[Records Boundary: Start]

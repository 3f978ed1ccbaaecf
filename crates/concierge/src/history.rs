//! Append-only query history.
//!
//! Each answered question is one JSON line. Appends go through a single async
//! mutex and never rewrite earlier lines, so concurrent requests cannot lose
//! each other's entries.

use chrono::{DateTime, Utc};
use schemars::JsonSchema;
use serde::{Deserialize, Serialize};
use std::fs::{File, OpenOptions};
use std::io::{BufRead, BufReader, Write};
use std::path::{Path, PathBuf};
use std::sync::Arc;
use tracing::warn;

use crate::error::{ConciergeError, Result};

#[derive(Debug, Clone, PartialEq, Serialize, Deserialize, JsonSchema)]
pub struct HistoryEntry {
  pub timestamp: DateTime<Utc>,
  pub question: String,
  /// Whatever was returned to the caller, success or error body
  pub response: serde_json::Value,
}

struct HistoryFile {
  path: PathBuf,
}

impl HistoryFile {
  fn append(&mut self, entry: &HistoryEntry) -> Result<()> {
    let line = serde_json::to_string(entry)?;

    let mut file = OpenOptions::new().create(true).append(true).open(&self.path).map_err(|e| {
      ConciergeError::io_failure(format!("failed to open {}: {e}", self.path.display()))
    })?;
    writeln!(file, "{line}")?;
    file.flush()?;

    Ok(())
  }

  fn read_all(&self) -> Result<Vec<HistoryEntry>> {
    if !self.path.exists() {
      return Ok(Vec::new());
    }

    let reader = BufReader::new(File::open(&self.path)?);
    let mut entries = Vec::new();

    for (number, line) in reader.lines().enumerate() {
      let line = line?;
      if line.trim().is_empty() {
        continue;
      }
      match serde_json::from_str::<HistoryEntry>(&line) {
        Ok(entry) => entries.push(entry),
        Err(e) => warn!("Skipping malformed history line {}: {e}", number + 1),
      }
    }

    Ok(entries)
  }
}

/// Shared handle to the history log; clones append to the same file
#[derive(Clone)]
pub struct QueryHistory {
  inner: Arc<tokio::sync::Mutex<HistoryFile>>,
}

impl QueryHistory {
  /// Open (creating if needed) the history log at `path`
  pub fn open<P: AsRef<Path>>(path: P) -> Result<Self> {
    let path = path.as_ref().to_path_buf();

    if let Some(parent) = path.parent().filter(|p| !p.as_os_str().is_empty()) {
      std::fs::create_dir_all(parent)?;
    }
    if !path.exists() {
      File::create(&path)?;
    }

    Ok(Self { inner: Arc::new(tokio::sync::Mutex::new(HistoryFile { path })) })
  }

  pub async fn record<T: Serialize>(&self, question: &str, response: &T) -> Result<()> {
    let entry = HistoryEntry {
      timestamp: Utc::now(),
      question: question.to_string(),
      response: serde_json::to_value(response)?,
    };

    let mut guard = self.inner.lock().await;
    guard.append(&entry)
  }

  /// The newest `limit` entries (all when `None`), oldest first
  pub async fn recent(&self, limit: Option<usize>) -> Result<Vec<HistoryEntry>> {
    let guard = self.inner.lock().await;
    let mut entries = guard.read_all()?;

    if let Some(limit) = limit {
      let skip = entries.len().saturating_sub(limit);
      entries.drain(..skip);
    }
    Ok(entries)
  }

  /// Whole history as a pretty JSON array
  pub async fn export_json(&self) -> Result<String> {
    let entries = self.recent(None).await?;
    Ok(serde_json::to_string_pretty(&entries)?)
  }

  pub async fn path(&self) -> PathBuf {
    self.inner.lock().await.path.clone()
  }
}

#[cfg(test)]
mod tests {
  use super::*;
  use serde_json::json;
  use tempfile::TempDir;

  #[tokio::test]
  async fn test_record_and_read_back() {
    let temp = TempDir::new().unwrap();
    let history = QueryHistory::open(temp.path().join("history.jsonl")).unwrap();

    history.record("cheapest booking in july", &json!({"hotel": "City Hotel"})).await.unwrap();
    history.record("empty", &json!({"error": "Invalid input"})).await.unwrap();

    let entries = history.recent(None).await.unwrap();
    assert_eq!(entries.len(), 2);
    assert_eq!(entries[0].question, "cheapest booking in july");
    assert_eq!(entries[1].response, json!({"error": "Invalid input"}));
  }

  #[tokio::test]
  async fn test_recent_keeps_newest() {
    let temp = TempDir::new().unwrap();
    let history = QueryHistory::open(temp.path().join("history.jsonl")).unwrap();
    for i in 0..5 {
      history.record(&format!("q{i}"), &json!(i)).await.unwrap();
    }

    let questions: Vec<String> =
      history.recent(Some(2)).await.unwrap().into_iter().map(|e| e.question).collect();
    assert_eq!(questions, vec!["q3", "q4"]);
  }

  #[tokio::test(flavor = "multi_thread", worker_threads = 4)]
  async fn test_concurrent_appends_are_not_lost() {
    let temp = TempDir::new().unwrap();
    let history = QueryHistory::open(temp.path().join("history.jsonl")).unwrap();

    let tasks: Vec<_> = (0..50)
      .map(|i| {
        let history = history.clone();
        tokio::spawn(async move { history.record(&format!("question {i}"), &json!({"i": i})).await })
      })
      .collect();
    for task in tasks {
      task.await.unwrap().unwrap();
    }

    assert_eq!(history.recent(None).await.unwrap().len(), 50);
  }

  #[tokio::test]
  async fn test_malformed_lines_are_skipped() {
    let temp = TempDir::new().unwrap();
    let path = temp.path().join("history.jsonl");
    let history = QueryHistory::open(&path).unwrap();
    history.record("kept", &json!(null)).await.unwrap();
    std::fs::OpenOptions::new().append(true).open(&path).unwrap().write_all(b"{truncated\n").unwrap();

    assert_eq!(history.recent(None).await.unwrap().len(), 1);
  }

  #[tokio::test]
  async fn test_export_json_is_array() {
    let temp = TempDir::new().unwrap();
    let history = QueryHistory::open(temp.path().join("nested").join("history.jsonl")).unwrap();
    history.record("q", &json!({"price": 98.5})).await.unwrap();

    let exported: serde_json::Value = serde_json::from_str(&history.export_json().await.unwrap()).unwrap();
    assert_eq!(exported[0]["question"], "q");
  }
}
//! Command-line interface for building artifacts and querying them locally.

pub mod commands;
pub mod display;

[Records Boundary: End]

| What needs to be done |
The complete data is to be transcribed verbatim.

| Your solution |
repository 3f978ed1ccbaaecf
filename crates/concierge/src/history.rs
//! Append-only query history.
//!
//! Each answered question is one JSON line. Appends go through a single async
//! mutex and never rewrite earlier lines, so concurrent requests cannot lose
//! each other's entries.

use chrono::{DateTime, Utc};
use schemars::JsonSchema;
use serde::{Deserialize, Serialize};
use std::fs::{File, OpenOptions};
use std::io::{BufRead, BufReader, Write};
use std::path::{Path, PathBuf};
use std::sync::Arc;
use tracing::warn;

use crate::error::{ConciergeError, Result};

#[derive(Debug, Clone, PartialEq, Serialize, Deserialize, JsonSchema)]
pub struct HistoryEntry {
  pub timestamp: DateTime<Utc>,
  pub question: String,
  /// Whatever was returned to the caller, success or error body
  pub response: serde_json::Value,
}

struct HistoryFile {
  path: PathBuf,
}

impl HistoryFile {
  fn append(&mut self, entry: &HistoryEntry) -> Result<()> {
    let line = serde_json::to_string(entry)?;

    let mut file = OpenOptions::new().create(true).append(true).open(&self.path).map_err(|e| {
      ConciergeError::io_failure(format!("failed to open {}: {e}", self.path.display()))
    })?;
    writeln!(file, "{line}")?;
    file.flush()?;

    Ok(())
  }

  fn read_all(&self) -> Result<Vec<HistoryEntry>> {
    if !self.path.exists() {
      return Ok(Vec::new());
    }

    let reader = BufReader::new(File::open(&self.path)?);
    let mut entries = Vec::new();

    for (number, line) in reader.lines().enumerate() {
      let line = line?;
      if line.trim().is_empty() {
        continue;
      }
      match serde_json::from_str::<HistoryEntry>(&line) {
        Ok(entry) => entries.push(entry),
        Err(e) => warn!("Skipping malformed history line {}: {e}", number + 1),
      }
    }

    Ok(entries)
  }
}

/// Shared handle to the history log; clones append to the same file
#[derive(Clone)]
pub struct QueryHistory {
  inner: Arc<tokio::sync::Mutex<HistoryFile>>,
}

impl QueryHistory {
  /// Open (creating if needed) the history log at `path`
  pub fn open<P: AsRef<Path>>(path: P) -> Result<Self> {
    let path = path.as_ref().to_path_buf();

    if let Some(parent) = path.parent().filter(|p| !p.as_os_str().is_empty()) {
      std::fs::create_dir_all(parent)?;
    }
    if !path.exists() {
      File::create(&path)?;
    }

    Ok(Self { inner: Arc::new(tokio::sync::Mutex::new(HistoryFile { path })) })
  }

  pub async fn record<T: Serialize>(&self, question: &str, response: &T) -> Result<()> {
    let entry = HistoryEntry {
      timestamp: Utc::now(),
      question: question.to_string(),
      response: serde_json::to_value(response)?,
    };

    let mut guard = self.inner.lock().await;
    guard.append(&entry)
  }

  /// The newest `limit` entries (all when `None`), oldest first
  pub async fn recent(&self, limit: Option<usize>) -> Result<Vec<HistoryEntry>> {
    let guard = self.inner.lock().await;
    let mut entries = guard.read_all()?;

    if let Some(limit) = limit {
      let skip = entries.len().saturating_sub(limit);
      entries.drain(..skip);
    }
    Ok(entries)
  }

  /// Whole history as a pretty JSON array
  pub async fn export_json(&self) -> Result<String> {
    let entries = self.recent(None).await?;
    Ok(serde_json::to_string_pretty(&entries)?)
  }

  pub async fn path(&self) -> PathBuf {
    self.inner.lock().await.path.clone()
  }
}

#[cfg(test)]
mod tests {
  use super::*;
  use serde_json::json;
  use tempfile::TempDir;

  #[tokio::test]
  async fn test_record_and_read_back() {
    let temp = TempDir::new().unwrap();
    let history = QueryHistory::open(temp.path().join("history.jsonl")).unwrap();

    history.record("cheapest booking in july", &json!({"hotel": "City Hotel"})).await.unwrap();
    history.record("empty", &json!({"error": "Invalid input"})).await.unwrap();

    let entries = history.recent(None).await.unwrap();
    assert_eq!(entries.len(), 2);
    assert_eq!(entries[0].question, "cheapest booking in july");
    assert_eq!(entries[1].response, json!({"error": "Invalid input"}));
  }

  #[tokio::test]
  async fn test_recent_keeps_newest() {
    let temp = TempDir::new().unwrap();
    let history = QueryHistory::open(temp.path().join("history.jsonl")).unwrap();
    for i in 0..5 {
      history.record(&format!("q{i}"), &json!(i)).await.unwrap();
    }

    let questions: Vec<String> =
      history.recent(Some(2)).await.unwrap().into_iter().map(|e| e.question).collect();
    assert_eq!(questions, vec!["q3", "q4"]);
  }

  #[tokio::test(flavor = "multi_thread", worker_threads = 4)]
  async fn test_concurrent_appends_are_not_lost() {
    let temp = TempDir::new().unwrap();
    let history = QueryHistory::open(temp.path().join("history.jsonl")).unwrap();

    let tasks: Vec<_> = (0..50)
      .map(|i| {
        let history = history.clone();
        tokio::spawn(async move { history.record(&format!("question {i}"), &json!({"i": i})).await })
      })
      .collect();
    for task in tasks {
      task.await.unwrap().unwrap();
    }

    assert_eq!(history.recent(None).await.unwrap().len(), 50);
  }

  #[tokio::test]
  async fn test_malformed_lines_are_skipped() {
    let temp = TempDir::new().unwrap();
    let path = temp.path().join("history.jsonl");
    let history = QueryHistory::open(&path).unwrap();
    history.record("kept", &json!(null)).await.unwrap();
    std::fs::OpenOptions::new().append(true).open(&path).unwrap().write_all(b"{truncated\n").unwrap();

    assert_eq!(history.recent(None).await.unwrap().len(), 1);
  }

  #[tokio::test]
  async fn test_export_json_is_array() {
    let temp = TempDir::new().unwrap();
    let history = QueryHistory::open(temp.path().join("nested").join("history.jsonl")).unwrap();
    history.record("q", &json!({"price": 98.5})).await.unwrap();

    let exported: serde_json::Value = serde_json::from_str(&history.export_json().await.unwrap()).unwrap();
    assert_eq!(exported[0]["question"], "q");
  }
}
//! Command-line interface for building artifacts and querying them locally.

pub mod commands;
pub mod display;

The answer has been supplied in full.